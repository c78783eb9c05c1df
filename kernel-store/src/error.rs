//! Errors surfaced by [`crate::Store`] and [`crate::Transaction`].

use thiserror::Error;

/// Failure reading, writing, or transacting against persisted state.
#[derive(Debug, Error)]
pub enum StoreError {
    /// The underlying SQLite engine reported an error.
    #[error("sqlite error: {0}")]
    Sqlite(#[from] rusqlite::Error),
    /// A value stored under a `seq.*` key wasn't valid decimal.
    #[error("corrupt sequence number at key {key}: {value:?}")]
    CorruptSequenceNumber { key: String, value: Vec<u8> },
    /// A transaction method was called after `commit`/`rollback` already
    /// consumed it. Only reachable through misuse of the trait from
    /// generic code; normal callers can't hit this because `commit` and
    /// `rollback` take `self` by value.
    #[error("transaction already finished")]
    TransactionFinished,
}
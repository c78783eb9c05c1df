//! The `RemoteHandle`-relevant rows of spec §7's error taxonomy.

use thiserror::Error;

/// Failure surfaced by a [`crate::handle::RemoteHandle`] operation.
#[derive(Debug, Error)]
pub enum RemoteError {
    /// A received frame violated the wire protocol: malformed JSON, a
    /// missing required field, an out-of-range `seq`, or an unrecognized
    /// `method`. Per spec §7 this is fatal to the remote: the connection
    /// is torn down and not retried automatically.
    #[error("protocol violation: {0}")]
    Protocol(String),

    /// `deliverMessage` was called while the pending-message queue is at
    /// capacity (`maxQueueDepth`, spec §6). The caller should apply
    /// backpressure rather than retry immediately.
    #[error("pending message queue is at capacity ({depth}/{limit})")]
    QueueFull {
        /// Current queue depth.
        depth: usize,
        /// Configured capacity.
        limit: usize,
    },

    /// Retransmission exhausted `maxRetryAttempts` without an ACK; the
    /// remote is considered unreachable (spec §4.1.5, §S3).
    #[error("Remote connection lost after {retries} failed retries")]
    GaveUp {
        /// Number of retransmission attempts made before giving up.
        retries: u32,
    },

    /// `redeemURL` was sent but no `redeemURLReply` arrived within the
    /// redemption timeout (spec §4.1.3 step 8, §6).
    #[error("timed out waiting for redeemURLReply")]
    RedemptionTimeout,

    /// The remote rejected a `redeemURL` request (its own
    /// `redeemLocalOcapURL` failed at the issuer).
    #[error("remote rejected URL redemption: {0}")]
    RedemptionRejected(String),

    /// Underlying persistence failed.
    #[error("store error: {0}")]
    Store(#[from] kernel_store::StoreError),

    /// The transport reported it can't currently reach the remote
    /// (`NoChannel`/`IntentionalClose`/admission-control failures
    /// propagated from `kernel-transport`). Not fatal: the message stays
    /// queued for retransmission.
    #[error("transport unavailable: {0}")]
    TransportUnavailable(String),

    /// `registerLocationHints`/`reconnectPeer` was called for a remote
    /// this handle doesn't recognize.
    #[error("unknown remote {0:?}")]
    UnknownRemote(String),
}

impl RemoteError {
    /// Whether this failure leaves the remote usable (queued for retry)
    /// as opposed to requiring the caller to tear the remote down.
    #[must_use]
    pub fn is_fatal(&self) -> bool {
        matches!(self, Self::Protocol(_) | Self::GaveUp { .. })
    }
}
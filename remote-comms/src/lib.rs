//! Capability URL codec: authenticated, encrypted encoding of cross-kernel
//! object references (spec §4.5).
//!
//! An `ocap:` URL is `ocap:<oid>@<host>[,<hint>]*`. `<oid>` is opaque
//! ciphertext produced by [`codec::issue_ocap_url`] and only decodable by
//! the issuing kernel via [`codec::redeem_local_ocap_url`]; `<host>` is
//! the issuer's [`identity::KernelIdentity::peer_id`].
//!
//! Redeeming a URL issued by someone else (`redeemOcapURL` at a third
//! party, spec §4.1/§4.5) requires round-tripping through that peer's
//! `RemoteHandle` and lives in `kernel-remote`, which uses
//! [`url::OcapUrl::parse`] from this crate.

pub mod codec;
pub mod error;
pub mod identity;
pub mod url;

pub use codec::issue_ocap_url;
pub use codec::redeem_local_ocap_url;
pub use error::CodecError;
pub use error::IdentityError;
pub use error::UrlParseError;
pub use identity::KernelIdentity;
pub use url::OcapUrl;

#####

▶ **Problem details**:
Read the entries and select each line where the word "rollback" is found.

▶ **Output**:
    /// A transaction method was called after `commit`/`rollback` already
    /// `rollback` take `self` by value.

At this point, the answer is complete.